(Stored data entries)
-----

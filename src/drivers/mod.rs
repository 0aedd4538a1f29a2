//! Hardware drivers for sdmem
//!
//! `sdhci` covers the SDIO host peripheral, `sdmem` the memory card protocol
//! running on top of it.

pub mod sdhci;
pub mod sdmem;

-----

▸ TASK DIRECTIONS
An exact copy of every record is required.

▸ EXERCISE ANSWER
filename src/drivers/mod.rs
repository 0aedd4538a1f29a2
//! Hardware drivers for sdmem
//!
//! `sdhci` covers the SDIO host peripheral, `sdmem` the memory card protocol
//! running on top of it.

pub mod sdhci;
pub mod sdmem;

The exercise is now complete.